┌─ Input records
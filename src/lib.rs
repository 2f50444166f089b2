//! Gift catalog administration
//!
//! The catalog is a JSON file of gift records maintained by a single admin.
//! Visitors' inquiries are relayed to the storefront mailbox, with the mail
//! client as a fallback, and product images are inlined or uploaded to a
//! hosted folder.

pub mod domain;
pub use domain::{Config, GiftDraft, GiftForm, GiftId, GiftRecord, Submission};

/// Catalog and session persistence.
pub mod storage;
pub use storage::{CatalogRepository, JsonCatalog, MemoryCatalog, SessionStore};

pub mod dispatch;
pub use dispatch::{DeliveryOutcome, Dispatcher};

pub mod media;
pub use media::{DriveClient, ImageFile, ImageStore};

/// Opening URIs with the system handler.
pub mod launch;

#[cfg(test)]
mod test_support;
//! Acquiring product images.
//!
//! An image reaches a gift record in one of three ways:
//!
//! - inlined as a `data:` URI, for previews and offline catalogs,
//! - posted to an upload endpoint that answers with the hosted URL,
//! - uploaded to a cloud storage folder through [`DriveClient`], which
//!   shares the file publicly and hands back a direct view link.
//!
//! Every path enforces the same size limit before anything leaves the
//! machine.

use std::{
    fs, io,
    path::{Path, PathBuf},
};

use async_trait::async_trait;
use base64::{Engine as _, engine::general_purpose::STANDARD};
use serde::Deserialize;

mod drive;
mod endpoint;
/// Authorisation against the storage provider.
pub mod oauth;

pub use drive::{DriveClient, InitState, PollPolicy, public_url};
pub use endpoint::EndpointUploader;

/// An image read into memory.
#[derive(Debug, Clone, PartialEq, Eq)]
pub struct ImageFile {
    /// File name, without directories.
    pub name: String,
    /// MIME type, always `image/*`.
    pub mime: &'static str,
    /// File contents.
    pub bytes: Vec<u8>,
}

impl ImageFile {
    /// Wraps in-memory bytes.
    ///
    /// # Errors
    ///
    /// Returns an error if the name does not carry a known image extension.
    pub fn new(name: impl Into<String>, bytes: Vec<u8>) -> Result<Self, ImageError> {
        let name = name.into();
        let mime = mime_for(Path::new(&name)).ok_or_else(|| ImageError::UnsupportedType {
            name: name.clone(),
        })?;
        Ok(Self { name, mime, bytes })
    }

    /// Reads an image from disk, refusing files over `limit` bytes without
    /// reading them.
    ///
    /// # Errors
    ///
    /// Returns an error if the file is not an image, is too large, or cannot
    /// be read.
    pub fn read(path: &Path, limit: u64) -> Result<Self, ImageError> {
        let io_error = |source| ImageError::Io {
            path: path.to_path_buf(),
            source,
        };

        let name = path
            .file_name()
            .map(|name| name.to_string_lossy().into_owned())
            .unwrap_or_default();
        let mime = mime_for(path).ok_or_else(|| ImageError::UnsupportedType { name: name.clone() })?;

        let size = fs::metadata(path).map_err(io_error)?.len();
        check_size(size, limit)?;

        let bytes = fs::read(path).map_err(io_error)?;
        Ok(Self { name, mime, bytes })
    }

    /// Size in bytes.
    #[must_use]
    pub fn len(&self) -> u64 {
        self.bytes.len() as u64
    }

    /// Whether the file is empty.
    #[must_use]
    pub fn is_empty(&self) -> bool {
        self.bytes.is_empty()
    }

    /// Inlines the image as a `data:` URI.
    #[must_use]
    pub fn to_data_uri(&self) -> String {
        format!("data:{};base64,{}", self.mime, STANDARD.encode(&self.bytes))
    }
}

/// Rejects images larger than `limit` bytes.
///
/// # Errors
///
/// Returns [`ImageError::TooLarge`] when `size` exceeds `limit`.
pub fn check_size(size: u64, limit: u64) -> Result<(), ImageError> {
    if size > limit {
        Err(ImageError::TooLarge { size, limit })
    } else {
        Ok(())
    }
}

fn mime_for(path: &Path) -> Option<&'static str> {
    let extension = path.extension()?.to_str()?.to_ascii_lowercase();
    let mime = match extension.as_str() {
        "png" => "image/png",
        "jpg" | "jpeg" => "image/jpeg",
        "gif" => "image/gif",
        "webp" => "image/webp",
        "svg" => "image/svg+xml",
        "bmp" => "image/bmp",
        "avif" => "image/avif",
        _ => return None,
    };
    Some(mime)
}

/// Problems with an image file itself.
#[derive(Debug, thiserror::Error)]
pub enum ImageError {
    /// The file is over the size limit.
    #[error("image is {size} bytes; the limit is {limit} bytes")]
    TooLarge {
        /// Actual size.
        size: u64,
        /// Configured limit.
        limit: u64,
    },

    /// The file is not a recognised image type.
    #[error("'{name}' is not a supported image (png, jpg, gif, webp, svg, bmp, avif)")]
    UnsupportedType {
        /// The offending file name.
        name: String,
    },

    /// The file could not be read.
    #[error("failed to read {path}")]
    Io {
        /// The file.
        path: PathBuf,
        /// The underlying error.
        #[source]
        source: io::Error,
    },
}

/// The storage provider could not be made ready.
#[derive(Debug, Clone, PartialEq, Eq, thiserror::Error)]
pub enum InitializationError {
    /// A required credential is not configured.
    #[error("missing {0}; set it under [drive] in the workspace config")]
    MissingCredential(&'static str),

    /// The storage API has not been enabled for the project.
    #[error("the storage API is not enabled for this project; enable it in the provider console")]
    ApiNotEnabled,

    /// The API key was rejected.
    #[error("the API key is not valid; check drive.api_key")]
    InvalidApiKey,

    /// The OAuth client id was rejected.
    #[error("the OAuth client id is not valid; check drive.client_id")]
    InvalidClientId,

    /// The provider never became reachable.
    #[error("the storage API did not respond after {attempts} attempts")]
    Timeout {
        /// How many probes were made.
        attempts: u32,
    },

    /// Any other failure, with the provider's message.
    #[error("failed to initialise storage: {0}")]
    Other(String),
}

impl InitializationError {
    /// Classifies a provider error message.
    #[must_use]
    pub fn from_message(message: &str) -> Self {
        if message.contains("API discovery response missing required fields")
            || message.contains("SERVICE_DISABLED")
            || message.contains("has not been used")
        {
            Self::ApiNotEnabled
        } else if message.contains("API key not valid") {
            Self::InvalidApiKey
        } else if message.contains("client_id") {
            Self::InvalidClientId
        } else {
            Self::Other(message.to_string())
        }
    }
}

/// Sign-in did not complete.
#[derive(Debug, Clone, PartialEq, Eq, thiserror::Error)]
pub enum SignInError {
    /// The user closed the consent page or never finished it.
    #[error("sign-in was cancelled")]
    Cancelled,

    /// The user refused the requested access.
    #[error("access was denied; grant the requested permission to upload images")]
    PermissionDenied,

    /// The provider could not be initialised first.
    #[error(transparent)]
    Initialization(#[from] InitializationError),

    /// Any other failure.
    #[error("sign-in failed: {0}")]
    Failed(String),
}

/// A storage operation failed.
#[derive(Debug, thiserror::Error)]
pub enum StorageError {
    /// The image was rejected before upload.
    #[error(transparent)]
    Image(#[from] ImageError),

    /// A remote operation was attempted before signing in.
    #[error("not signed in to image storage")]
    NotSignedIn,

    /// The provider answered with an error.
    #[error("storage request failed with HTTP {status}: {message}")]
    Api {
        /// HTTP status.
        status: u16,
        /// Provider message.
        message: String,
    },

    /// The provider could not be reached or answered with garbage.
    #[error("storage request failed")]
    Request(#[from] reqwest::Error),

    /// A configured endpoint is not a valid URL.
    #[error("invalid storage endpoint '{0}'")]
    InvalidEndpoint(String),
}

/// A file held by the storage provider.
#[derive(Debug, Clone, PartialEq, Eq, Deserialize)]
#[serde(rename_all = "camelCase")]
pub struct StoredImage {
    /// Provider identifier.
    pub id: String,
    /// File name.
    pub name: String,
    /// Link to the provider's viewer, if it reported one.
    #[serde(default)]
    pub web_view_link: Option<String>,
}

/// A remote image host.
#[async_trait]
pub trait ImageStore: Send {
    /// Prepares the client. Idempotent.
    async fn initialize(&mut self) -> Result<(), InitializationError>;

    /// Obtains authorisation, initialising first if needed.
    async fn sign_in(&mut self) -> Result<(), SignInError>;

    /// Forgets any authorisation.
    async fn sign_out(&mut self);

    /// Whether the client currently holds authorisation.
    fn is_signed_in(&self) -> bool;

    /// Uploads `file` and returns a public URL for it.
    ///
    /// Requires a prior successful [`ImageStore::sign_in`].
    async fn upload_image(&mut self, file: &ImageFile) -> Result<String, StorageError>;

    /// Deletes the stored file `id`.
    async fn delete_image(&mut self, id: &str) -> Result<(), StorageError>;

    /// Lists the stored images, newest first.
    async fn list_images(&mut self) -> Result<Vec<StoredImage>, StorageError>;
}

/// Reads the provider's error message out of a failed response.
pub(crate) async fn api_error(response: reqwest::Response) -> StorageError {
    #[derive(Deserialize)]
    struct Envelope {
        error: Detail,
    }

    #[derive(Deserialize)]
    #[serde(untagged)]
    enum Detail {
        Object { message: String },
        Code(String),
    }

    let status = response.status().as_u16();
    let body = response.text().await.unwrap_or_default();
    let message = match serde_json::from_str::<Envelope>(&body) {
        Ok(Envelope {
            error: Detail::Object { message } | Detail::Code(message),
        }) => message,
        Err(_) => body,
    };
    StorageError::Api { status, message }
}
└─
**Exercise:**
The lines needed run from the first line of the data through the line containing "pub mod domain;"; give them again exactly and nothing else.

**Answer to this task:**
filename src/lib.rs
repository 2f50444166f089b2
//! Gift catalog administration
//!
//! The catalog is a JSON file of gift records maintained by a single admin.
//! Visitors' inquiries are relayed to the storefront mailbox, with the mail
//! client as a fallback, and product images are inlined or uploaded to a
//! hosted folder.

pub mod domain;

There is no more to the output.